● **About this exercise**: From the data below, copy exactly the lines that lie between the one holding "request (2 seconds)." and the one holding "pub const DEFAULT_MAX_PEER_FAILURES: u32 = 3;", including both, and nothing more.

-- Supplied material follows --

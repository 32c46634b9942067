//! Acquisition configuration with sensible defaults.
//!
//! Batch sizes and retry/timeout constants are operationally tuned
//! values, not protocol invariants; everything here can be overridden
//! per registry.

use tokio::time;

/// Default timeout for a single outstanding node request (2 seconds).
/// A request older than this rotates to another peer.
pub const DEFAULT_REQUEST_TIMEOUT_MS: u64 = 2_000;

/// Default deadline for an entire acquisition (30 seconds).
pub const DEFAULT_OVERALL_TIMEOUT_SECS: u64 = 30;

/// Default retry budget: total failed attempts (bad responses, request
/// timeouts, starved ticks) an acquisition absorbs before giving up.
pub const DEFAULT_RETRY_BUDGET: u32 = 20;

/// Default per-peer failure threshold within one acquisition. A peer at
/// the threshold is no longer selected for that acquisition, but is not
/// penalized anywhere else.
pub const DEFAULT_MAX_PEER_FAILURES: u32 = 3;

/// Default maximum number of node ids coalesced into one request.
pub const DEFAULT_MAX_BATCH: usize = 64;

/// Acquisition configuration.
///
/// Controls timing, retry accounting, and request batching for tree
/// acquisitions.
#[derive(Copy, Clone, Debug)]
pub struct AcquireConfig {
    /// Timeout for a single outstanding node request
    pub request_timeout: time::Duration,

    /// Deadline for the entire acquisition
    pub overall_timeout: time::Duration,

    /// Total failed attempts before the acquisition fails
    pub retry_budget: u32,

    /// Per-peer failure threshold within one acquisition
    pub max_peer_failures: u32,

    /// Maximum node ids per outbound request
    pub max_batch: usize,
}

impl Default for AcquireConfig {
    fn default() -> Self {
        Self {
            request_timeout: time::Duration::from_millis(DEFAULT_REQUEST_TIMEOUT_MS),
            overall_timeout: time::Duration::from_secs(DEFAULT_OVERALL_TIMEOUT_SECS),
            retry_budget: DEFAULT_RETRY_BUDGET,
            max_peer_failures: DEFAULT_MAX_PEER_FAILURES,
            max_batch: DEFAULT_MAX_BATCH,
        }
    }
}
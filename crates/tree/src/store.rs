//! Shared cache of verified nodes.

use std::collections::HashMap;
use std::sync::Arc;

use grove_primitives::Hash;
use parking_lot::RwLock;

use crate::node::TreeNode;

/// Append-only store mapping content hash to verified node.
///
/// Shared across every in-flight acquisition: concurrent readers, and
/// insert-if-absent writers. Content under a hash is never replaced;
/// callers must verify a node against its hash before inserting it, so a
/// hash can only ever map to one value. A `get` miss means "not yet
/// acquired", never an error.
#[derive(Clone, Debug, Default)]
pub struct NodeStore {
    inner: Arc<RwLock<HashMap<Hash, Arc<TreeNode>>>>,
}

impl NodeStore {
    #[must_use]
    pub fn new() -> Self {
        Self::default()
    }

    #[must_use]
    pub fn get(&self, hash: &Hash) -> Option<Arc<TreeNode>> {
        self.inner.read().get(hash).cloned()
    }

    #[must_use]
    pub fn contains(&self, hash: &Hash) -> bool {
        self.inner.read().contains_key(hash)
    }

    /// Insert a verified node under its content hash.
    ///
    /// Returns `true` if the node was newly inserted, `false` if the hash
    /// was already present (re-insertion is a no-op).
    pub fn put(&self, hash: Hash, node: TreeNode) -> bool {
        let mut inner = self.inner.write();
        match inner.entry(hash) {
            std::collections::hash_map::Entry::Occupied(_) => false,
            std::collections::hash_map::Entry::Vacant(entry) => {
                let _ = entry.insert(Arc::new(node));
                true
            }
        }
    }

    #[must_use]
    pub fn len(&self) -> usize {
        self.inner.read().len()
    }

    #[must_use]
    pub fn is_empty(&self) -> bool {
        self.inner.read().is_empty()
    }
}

-- Supplied material concluded --
-- Supplied material follows --

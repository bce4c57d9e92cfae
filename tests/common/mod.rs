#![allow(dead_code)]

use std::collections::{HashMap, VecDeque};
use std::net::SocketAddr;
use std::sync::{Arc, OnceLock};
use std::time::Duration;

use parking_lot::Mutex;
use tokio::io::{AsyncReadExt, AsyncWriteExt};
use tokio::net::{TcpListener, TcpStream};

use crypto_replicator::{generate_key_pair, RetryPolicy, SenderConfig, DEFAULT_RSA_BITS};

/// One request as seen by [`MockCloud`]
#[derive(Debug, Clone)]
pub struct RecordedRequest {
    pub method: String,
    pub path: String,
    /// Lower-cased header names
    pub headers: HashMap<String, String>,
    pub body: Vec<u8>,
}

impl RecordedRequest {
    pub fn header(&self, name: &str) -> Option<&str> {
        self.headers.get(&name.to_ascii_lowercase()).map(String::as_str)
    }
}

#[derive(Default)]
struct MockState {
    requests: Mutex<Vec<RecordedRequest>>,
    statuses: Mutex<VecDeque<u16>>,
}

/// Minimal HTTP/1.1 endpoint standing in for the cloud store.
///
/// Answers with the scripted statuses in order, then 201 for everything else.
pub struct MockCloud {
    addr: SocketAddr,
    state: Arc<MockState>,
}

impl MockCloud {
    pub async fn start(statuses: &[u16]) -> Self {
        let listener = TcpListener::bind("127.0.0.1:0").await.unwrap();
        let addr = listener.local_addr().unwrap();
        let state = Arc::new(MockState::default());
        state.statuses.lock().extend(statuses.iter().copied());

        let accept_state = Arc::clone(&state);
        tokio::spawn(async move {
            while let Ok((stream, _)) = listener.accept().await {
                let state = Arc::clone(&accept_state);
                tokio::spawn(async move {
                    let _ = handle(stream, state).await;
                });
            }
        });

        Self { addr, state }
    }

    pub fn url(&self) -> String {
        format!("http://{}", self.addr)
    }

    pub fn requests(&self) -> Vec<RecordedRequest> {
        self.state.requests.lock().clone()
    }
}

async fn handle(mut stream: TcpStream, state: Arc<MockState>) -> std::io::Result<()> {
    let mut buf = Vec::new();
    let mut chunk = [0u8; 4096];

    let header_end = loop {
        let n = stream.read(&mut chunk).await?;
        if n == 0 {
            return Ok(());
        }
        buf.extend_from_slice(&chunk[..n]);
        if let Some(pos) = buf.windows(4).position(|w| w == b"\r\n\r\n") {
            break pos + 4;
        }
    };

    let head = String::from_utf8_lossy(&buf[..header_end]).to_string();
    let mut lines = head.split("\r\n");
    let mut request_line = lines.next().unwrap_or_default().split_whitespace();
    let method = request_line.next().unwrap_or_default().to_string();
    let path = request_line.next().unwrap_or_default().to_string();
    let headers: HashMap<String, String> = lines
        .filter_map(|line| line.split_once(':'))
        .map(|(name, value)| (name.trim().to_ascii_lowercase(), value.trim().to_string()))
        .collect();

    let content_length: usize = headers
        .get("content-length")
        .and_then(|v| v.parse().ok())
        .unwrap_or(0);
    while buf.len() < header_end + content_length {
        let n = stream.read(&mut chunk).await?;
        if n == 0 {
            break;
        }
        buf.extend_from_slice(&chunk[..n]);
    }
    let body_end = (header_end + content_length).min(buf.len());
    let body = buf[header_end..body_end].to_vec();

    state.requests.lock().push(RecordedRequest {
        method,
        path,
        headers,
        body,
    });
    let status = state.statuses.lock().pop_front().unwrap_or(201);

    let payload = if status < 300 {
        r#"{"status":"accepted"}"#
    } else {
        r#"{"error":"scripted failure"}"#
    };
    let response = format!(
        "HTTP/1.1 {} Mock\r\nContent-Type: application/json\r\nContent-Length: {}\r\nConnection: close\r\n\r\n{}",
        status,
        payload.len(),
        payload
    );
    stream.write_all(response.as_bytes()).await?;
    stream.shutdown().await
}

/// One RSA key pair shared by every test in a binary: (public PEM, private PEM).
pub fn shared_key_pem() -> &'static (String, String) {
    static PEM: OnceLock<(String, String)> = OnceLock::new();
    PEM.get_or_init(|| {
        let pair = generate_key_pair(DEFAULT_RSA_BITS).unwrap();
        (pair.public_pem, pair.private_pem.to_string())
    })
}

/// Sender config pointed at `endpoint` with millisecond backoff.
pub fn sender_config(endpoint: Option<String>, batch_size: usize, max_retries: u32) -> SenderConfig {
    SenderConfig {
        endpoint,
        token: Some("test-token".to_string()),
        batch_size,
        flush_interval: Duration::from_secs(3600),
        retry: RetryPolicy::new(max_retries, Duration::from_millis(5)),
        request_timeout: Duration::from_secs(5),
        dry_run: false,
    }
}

-- Supplied material concluded --

● **The answer**:
/// Default timeout for a single outstanding node request (2 seconds).
/// A request older than this rotates to another peer.
pub const DEFAULT_REQUEST_TIMEOUT_MS: u64 = 2_000;

/// Default deadline for an entire acquisition (30 seconds).
pub const DEFAULT_OVERALL_TIMEOUT_SECS: u64 = 30;

/// Default retry budget: total failed attempts (bad responses, request
/// timeouts, starved ticks) an acquisition absorbs before giving up.
pub const DEFAULT_RETRY_BUDGET: u32 = 20;

/// Default per-peer failure threshold within one acquisition. A peer at
/// the threshold is no longer selected for that acquisition, but is not
/// penalized anywhere else.
pub const DEFAULT_MAX_PEER_FAILURES: u32 = 3;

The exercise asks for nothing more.